◆ Work task
With the records in front of you, set every one of them down exactly.

◆ Available data
//! Per-session onboarding state.

use chrono::{DateTime, Utc};
use rust_decimal::Decimal;
use serde::{Deserialize, Serialize};

use crate::catalog::SportCategory;

use super::flow::{Flow, Locale, StepId};
use super::response::Answers;

/// Lifecycle of a session: in progress until `complete()` runs.
#[derive(Debug, Clone, Copy, PartialEq, Eq, Serialize, Deserialize, Default)]
#[serde(rename_all = "snake_case")]
pub enum SessionPhase {
    #[default]
    InProgress,
    Completed,
}

impl SessionPhase {
    pub fn can_transition_to(&self, target: SessionPhase) -> bool {
        matches!((self, target), (Self::InProgress, Self::Completed))
    }

    pub fn is_terminal(&self) -> bool {
        matches!(self, Self::Completed)
    }
}

impl std::fmt::Display for SessionPhase {
    fn fmt(&self, f: &mut std::fmt::Formatter<'_>) -> std::fmt::Result {
        let s = match self {
            Self::InProgress => "in_progress",
            Self::Completed => "completed",
        };
        write!(f, "{s}")
    }
}

/// Values computed from the answers, refreshed after every advance.
#[derive(Debug, Clone, Default, PartialEq, Serialize, Deserialize)]
pub struct Derived {
    /// Monthly price of the chosen modules. Unset until a pack or a custom
    /// module list is chosen.
    #[serde(default, with = "rust_decimal::serde::str_option")]
    pub price: Option<Decimal>,
    pub estimated_minutes_left: u32,
    #[serde(default)]
    pub suggested_modules: Vec<String>,
    #[serde(default)]
    pub trial_modules: Vec<String>,
    pub trial_ends_at: Option<DateTime<Utc>>,
    pub daily_calories: Option<u32>,
    pub hydration_goal_ml: Option<u32>,
    pub sport_category: Option<SportCategory>,
}

/// Progress summary shown alongside the current step.
#[derive(Debug, Clone, Copy, PartialEq, Eq, Serialize)]
pub struct Progress {
    pub completed: usize,
    pub total: usize,
    pub percentage: u32,
    pub estimated_minutes_left: u32,
    pub skip_count: u32,
}

/// Everything a session has accumulated.
#[derive(Debug, Clone, PartialEq, Serialize, Deserialize)]
pub struct OnboardingState {
    pub flow_id: String,
    pub phase: SessionPhase,
    pub current_step_id: StepId,
    pub answers: Answers,
    /// Append-only, no duplicates.
    pub completed_step_ids: Vec<StepId>,
    pub derived: Derived,
    pub skip_count: u32,
    pub locale: Locale,
    pub started_at: DateTime<Utc>,
    pub last_updated_at: DateTime<Utc>,
    pub completed_at: Option<DateTime<Utc>>,
}

impl OnboardingState {
    pub fn new(flow: &Flow, locale: Locale, now: DateTime<Utc>) -> Self {
        Self {
            flow_id: flow.id().to_string(),
            phase: SessionPhase::InProgress,
            current_step_id: flow.initial().to_string(),
            answers: Answers::new(),
            completed_step_ids: Vec::new(),
            derived: Derived {
                estimated_minutes_left: flow.estimated_minutes(),
                ..Default::default()
            },
            skip_count: 0,
            locale,
            started_at: now,
            last_updated_at: now,
            completed_at: None,
        }
    }

    /// Record `step_id` as completed unless it already is.
    pub fn mark_completed(&mut self, step_id: &str) {
        if !self.completed_step_ids.iter().any(|s| s == step_id) {
            self.completed_step_ids.push(step_id.to_string());
        }
    }

    pub fn is_complete(&self) -> bool {
        self.phase.is_terminal()
    }

    pub fn progress(&self, total_steps: usize) -> Progress {
        let completed = self.completed_step_ids.len();
        let percentage = if total_steps == 0 {
            0
        } else {
            ((completed as f64 / total_steps as f64) * 100.0).round().min(100.0) as u32
        };
        Progress {
            completed,
            total: total_steps,
            percentage,
            estimated_minutes_left: self.derived.estimated_minutes_left,
            skip_count: self.skip_count,
        }
    }
}

#[cfg(test)]
mod tests {
    use super::*;
    use crate::onboarding::flow::{FlowBuilder, LocalizedText, StepDefinition};

    fn flow() -> Flow {
        FlowBuilder::new("t", "a", "done")
            .step(StepDefinition::info("a", LocalizedText::from("A")).next_step("b"))
            .step(StepDefinition::info("b", LocalizedText::from("B")).next_step("done"))
            .step(StepDefinition::confirmation("done", LocalizedText::from("Done")))
            .estimated_minutes(8)
            .build()
            .unwrap()
    }

    #[test]
    fn new_state_starts_at_initial_step() {
        let now = Utc::now();
        let state = OnboardingState::new(&flow(), Locale::Fr, now);
        assert_eq!(state.current_step_id, "a");
        assert_eq!(state.derived.estimated_minutes_left, 8);
        assert!(state.derived.price.is_none());
        assert_eq!(state.phase, SessionPhase::InProgress);
    }

    #[test]
    fn completed_steps_have_no_duplicates() {
        let mut state = OnboardingState::new(&flow(), Locale::Fr, Utc::now());
        state.mark_completed("a");
        state.mark_completed("a");
        state.mark_completed("b");
        assert_eq!(state.completed_step_ids, ["a", "b"]);
    }

    #[test]
    fn progress_percentage_rounds() {
        let mut state = OnboardingState::new(&flow(), Locale::Fr, Utc::now());
        assert_eq!(state.progress(3).percentage, 0);
        state.mark_completed("a");
        assert_eq!(state.progress(3).percentage, 33);
        state.mark_completed("b");
        assert_eq!(state.progress(3).percentage, 67);
        assert_eq!(state.progress(0).percentage, 0);
    }

    #[test]
    fn phase_transitions() {
        assert!(SessionPhase::InProgress.can_transition_to(SessionPhase::Completed));
        assert!(!SessionPhase::Completed.can_transition_to(SessionPhase::InProgress));
        assert!(SessionPhase::Completed.is_terminal());
        assert_eq!(SessionPhase::InProgress.to_string(), "in_progress");
    }

    #[test]
    fn state_round_trips_through_json() {
        let mut state = OnboardingState::new(&flow(), Locale::En, Utc::now());
        state.derived.price = Some(Decimal::from(16));
        state.answers.insert("firstName", "Alice");
        let json = serde_json::to_string(&state).unwrap();
        let back: OnboardingState = serde_json::from_str(&json).unwrap();
        assert_eq!(back, state);
    }
}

◆ Solution to this problem
//! Per-session onboarding state.

use chrono::{DateTime, Utc};
use rust_decimal::Decimal;
use serde::{Deserialize, Serialize};

use crate::catalog::SportCategory;

use super::flow::{Flow, Locale, StepId};
use super::response::Answers;

/// Lifecycle of a session: in progress until `complete()` runs.
#[derive(Debug, Clone, Copy, PartialEq, Eq, Serialize, Deserialize, Default)]
#[serde(rename_all = "snake_case")]
pub enum SessionPhase {
    #[default]
    InProgress,
    Completed,
}

impl SessionPhase {
    pub fn can_transition_to(&self, target: SessionPhase) -> bool {
        matches!((self, target), (Self::InProgress, Self::Completed))
    }

    pub fn is_terminal(&self) -> bool {
        matches!(self, Self::Completed)
    }
}

impl std::fmt::Display for SessionPhase {
    fn fmt(&self, f: &mut std::fmt::Formatter<'_>) -> std::fmt::Result {
        let s = match self {
            Self::InProgress => "in_progress",
            Self::Completed => "completed",
        };
        write!(f, "{s}")
    }
}

/// Values computed from the answers, refreshed after every advance.
#[derive(Debug, Clone, Default, PartialEq, Serialize, Deserialize)]
pub struct Derived {
    /// Monthly price of the chosen modules. Unset until a pack or a custom
    /// module list is chosen.
    #[serde(default, with = "rust_decimal::serde::str_option")]
    pub price: Option<Decimal>,
    pub estimated_minutes_left: u32,
    #[serde(default)]
    pub suggested_modules: Vec<String>,
    #[serde(default)]
    pub trial_modules: Vec<String>,
    pub trial_ends_at: Option<DateTime<Utc>>,
    pub daily_calories: Option<u32>,
    pub hydration_goal_ml: Option<u32>,
    pub sport_category: Option<SportCategory>,
}

/// Progress summary shown alongside the current step.
#[derive(Debug, Clone, Copy, PartialEq, Eq, Serialize)]
pub struct Progress {
    pub completed: usize,
    pub total: usize,
    pub percentage: u32,
    pub estimated_minutes_left: u32,
    pub skip_count: u32,
}

/// Everything a session has accumulated.
#[derive(Debug, Clone, PartialEq, Serialize, Deserialize)]
pub struct OnboardingState {
    pub flow_id: String,
    pub phase: SessionPhase,
    pub current_step_id: StepId,
    pub answers: Answers,
    /// Append-only, no duplicates.
    pub completed_step_ids: Vec<StepId>,
    pub derived: Derived,
    pub skip_count: u32,
    pub locale: Locale,
    pub started_at: DateTime<Utc>,
    pub last_updated_at: DateTime<Utc>,
    pub completed_at: Option<DateTime<Utc>>,
}

impl OnboardingState {
    pub fn new(flow: &Flow, locale: Locale, now: DateTime<Utc>) -> Self {
        Self {
            flow_id: flow.id().to_string(),
            phase: SessionPhase::InProgress,
            current_step_id: flow.initial().to_string(),
            answers: Answers::new(),
            completed_step_ids: Vec::new(),
            derived: Derived {
                estimated_minutes_left: flow.estimated_minutes(),
                ..Default::default()
            },
            skip_count: 0,
            locale,
            started_at: now,
            last_updated_at: now,
            completed_at: None,
        }
    }

    /// Record `step_id` as completed unless it already is.
    pub fn mark_completed(&mut self, step_id: &str) {
        if !self.completed_step_ids.iter().any(|s| s == step_id) {
            self.completed_step_ids.push(step_id.to_string());
        }
    }

    pub fn is_complete(&self) -> bool {
        self.phase.is_terminal()
    }

    pub fn progress(&self, total_steps: usize) -> Progress {
        let completed = self.completed_step_ids.len();
        let percentage = if total_steps == 0 {
            0
        } else {
            ((completed as f64 / total_steps as f64) * 100.0).round().min(100.0) as u32
        };
        Progress {
            completed,
            total: total_steps,
            percentage,
            estimated_minutes_left: self.derived.estimated_minutes_left,
            skip_count: self.skip_count,
        }
    }
}

#[cfg(test)]
mod tests {
    use super::*;
    use crate::onboarding::flow::{FlowBuilder, LocalizedText, StepDefinition};

    fn flow() -> Flow {
        FlowBuilder::new("t", "a", "done")
            .step(StepDefinition::info("a", LocalizedText::from("A")).next_step("b"))
            .step(StepDefinition::info("b", LocalizedText::from("B")).next_step("done"))
            .step(StepDefinition::confirmation("done", LocalizedText::from("Done")))
            .estimated_minutes(8)
            .build()
            .unwrap()
    }

    #[test]
    fn new_state_starts_at_initial_step() {
        let now = Utc::now();
        let state = OnboardingState::new(&flow(), Locale::Fr, now);
        assert_eq!(state.current_step_id, "a");
        assert_eq!(state.derived.estimated_minutes_left, 8);
        assert!(state.derived.price.is_none());
        assert_eq!(state.phase, SessionPhase::InProgress);
    }

    #[test]
    fn completed_steps_have_no_duplicates() {
        let mut state = OnboardingState::new(&flow(), Locale::Fr, Utc::now());
        state.mark_completed("a");
        state.mark_completed("a");
        state.mark_completed("b");
        assert_eq!(state.completed_step_ids, ["a", "b"]);
    }

    #[test]
    fn progress_percentage_rounds() {
        let mut state = OnboardingState::new(&flow(), Locale::Fr, Utc::now());
        assert_eq!(state.progress(3).percentage, 0);
        state.mark_completed("a");
        assert_eq!(state.progress(3).percentage, 33);
        state.mark_completed("b");
        assert_eq!(state.progress(3).percentage, 67);
        assert_eq!(state.progress(0).percentage, 0);
    }

    #[test]
    fn phase_transitions() {
        assert!(SessionPhase::InProgress.can_transition_to(SessionPhase::Completed));
        assert!(!SessionPhase::Completed.can_transition_to(SessionPhase::InProgress));
        assert!(SessionPhase::Completed.is_terminal());
        assert_eq!(SessionPhase::InProgress.to_string(), "in_progress");
    }

    #[test]
    fn state_round_trips_through_json() {
        let mut state = OnboardingState::new(&flow(), Locale::En, Utc::now());
        state.derived.price = Some(Decimal::from(16));
        state.answers.insert("firstName", "Alice");
        let json = serde_json::to_string(&state).unwrap();
        let back: OnboardingState = serde_json::from_str(&json).unwrap();
        assert_eq!(back, state);
    }
}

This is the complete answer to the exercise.